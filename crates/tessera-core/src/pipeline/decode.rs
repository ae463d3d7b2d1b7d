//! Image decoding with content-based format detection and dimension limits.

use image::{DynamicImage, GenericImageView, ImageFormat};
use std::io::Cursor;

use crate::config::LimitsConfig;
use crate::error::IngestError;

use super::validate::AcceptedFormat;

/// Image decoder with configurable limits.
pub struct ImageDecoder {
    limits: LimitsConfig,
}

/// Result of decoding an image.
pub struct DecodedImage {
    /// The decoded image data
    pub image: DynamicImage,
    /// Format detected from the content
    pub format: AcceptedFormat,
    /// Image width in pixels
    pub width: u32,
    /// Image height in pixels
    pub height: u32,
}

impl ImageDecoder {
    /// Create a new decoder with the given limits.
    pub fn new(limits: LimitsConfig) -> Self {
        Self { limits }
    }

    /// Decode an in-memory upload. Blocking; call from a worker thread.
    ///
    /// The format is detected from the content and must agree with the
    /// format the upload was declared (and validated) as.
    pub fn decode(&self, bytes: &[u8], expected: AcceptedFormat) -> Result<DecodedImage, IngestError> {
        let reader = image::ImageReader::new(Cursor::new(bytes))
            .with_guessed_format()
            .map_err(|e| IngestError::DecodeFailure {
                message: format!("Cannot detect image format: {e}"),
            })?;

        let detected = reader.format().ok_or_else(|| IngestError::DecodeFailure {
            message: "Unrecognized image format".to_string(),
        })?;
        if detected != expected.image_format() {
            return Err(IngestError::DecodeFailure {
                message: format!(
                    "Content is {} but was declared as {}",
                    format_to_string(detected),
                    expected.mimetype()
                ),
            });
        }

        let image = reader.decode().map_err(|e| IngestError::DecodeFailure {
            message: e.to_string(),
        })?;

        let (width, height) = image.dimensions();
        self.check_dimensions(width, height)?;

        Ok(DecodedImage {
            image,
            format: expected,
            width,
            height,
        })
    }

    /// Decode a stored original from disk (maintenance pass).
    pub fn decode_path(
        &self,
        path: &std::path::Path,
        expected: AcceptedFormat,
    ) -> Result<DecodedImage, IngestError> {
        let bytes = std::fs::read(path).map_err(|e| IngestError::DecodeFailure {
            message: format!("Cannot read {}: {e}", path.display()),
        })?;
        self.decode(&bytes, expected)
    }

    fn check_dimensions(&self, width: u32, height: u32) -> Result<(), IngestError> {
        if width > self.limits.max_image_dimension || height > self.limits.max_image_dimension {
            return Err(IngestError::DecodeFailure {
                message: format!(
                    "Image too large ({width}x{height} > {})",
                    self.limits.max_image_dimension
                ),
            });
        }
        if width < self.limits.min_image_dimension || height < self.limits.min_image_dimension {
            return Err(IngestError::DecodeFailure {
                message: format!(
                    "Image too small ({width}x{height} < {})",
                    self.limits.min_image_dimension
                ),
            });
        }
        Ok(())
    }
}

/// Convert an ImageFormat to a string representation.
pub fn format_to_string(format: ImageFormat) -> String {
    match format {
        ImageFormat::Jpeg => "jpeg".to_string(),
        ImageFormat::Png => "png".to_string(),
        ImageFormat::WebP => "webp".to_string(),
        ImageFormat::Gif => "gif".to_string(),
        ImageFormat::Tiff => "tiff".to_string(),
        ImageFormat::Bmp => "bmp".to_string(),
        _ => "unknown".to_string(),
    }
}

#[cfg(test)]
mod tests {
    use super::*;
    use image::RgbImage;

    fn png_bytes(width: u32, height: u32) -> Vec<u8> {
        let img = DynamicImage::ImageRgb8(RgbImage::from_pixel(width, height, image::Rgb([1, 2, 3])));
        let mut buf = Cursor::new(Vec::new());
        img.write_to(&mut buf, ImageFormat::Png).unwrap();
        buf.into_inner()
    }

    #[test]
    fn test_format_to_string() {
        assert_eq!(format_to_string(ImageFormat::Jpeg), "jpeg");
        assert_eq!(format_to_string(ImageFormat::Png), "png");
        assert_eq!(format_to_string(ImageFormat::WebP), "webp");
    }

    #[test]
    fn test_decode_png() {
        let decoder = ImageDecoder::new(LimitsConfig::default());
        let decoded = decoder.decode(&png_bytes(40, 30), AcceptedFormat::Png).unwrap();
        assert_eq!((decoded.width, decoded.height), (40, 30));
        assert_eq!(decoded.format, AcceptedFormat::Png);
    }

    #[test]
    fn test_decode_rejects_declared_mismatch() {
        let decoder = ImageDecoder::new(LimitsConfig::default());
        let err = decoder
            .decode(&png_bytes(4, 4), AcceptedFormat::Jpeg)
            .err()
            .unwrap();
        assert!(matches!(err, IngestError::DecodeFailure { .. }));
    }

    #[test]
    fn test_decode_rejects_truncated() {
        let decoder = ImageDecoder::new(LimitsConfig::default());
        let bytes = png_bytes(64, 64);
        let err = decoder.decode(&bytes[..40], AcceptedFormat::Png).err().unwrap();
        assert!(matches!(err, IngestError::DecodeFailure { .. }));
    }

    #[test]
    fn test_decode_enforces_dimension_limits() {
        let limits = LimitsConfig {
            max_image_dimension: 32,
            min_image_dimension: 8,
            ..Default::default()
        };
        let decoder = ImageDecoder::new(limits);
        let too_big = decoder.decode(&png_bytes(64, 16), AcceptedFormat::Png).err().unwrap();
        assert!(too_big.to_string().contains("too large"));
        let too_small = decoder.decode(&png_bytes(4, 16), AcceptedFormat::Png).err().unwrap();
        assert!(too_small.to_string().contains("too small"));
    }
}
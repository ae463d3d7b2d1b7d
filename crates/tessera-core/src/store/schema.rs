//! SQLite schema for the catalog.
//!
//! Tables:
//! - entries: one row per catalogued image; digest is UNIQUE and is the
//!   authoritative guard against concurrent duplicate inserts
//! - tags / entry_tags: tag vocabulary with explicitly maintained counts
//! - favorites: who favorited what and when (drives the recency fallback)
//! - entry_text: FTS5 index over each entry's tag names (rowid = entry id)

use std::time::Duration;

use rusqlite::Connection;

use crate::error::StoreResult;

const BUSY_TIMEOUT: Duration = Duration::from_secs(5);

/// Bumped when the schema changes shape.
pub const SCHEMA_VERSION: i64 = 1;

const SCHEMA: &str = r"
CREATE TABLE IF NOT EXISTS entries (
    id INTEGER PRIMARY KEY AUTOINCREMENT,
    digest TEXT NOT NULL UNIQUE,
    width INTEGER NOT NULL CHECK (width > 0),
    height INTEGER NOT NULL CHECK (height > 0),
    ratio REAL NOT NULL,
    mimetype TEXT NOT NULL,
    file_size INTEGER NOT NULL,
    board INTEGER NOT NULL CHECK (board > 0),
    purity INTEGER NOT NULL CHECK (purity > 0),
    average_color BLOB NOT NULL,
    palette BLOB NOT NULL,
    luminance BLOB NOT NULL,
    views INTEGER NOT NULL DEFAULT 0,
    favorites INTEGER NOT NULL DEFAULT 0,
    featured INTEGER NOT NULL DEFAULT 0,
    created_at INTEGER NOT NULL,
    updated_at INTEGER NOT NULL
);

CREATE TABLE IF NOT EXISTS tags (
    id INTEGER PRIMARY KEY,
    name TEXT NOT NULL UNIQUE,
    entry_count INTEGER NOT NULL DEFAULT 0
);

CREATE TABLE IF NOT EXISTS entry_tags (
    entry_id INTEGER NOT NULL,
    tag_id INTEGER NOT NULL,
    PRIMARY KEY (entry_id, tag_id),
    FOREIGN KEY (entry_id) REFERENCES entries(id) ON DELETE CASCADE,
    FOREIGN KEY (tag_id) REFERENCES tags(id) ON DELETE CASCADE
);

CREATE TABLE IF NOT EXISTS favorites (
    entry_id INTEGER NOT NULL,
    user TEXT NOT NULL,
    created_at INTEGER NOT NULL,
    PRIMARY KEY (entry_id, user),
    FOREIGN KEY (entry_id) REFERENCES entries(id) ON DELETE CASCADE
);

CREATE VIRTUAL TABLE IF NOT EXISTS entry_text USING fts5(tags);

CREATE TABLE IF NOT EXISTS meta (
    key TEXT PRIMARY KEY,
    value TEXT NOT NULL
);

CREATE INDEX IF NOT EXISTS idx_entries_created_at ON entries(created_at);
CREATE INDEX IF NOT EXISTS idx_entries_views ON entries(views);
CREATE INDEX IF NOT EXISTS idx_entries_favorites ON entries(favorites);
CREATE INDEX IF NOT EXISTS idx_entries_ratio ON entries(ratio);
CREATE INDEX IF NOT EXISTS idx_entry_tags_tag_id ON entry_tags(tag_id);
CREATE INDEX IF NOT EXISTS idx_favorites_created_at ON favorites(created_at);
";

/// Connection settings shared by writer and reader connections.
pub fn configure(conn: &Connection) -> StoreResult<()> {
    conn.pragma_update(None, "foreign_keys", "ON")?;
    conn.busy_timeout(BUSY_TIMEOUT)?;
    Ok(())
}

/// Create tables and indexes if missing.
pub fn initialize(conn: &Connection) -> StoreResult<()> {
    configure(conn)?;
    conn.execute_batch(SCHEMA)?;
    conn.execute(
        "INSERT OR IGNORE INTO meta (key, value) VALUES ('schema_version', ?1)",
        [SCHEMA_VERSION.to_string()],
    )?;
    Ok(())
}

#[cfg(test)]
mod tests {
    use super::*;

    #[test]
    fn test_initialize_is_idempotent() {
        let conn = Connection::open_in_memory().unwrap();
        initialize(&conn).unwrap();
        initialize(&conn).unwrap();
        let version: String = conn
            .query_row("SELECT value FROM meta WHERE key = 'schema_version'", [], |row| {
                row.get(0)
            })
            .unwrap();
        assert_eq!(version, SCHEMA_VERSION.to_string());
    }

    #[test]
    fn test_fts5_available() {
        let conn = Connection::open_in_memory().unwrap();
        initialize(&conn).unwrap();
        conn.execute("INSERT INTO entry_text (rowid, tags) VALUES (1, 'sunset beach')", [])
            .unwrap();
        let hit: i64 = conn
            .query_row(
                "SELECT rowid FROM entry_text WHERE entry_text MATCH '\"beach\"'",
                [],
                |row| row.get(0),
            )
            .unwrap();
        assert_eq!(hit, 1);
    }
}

• • •

(Exercise requirements) Please print verbatim each line from the first line of the entries above to the line that contains "decoding an image.", inclusive, and nothing more.

(Answer box)
filename crates/tessera-core/src/pipeline/decode.rs
repository ae463d3d7b2d1b7d
//! Image decoding with content-based format detection and dimension limits.

use image::{DynamicImage, GenericImageView, ImageFormat};
use std::io::Cursor;

use crate::config::LimitsConfig;
use crate::error::IngestError;

use super::validate::AcceptedFormat;

/// Image decoder with configurable limits.
pub struct ImageDecoder {
    limits: LimitsConfig,
}

/// Result of decoding an image.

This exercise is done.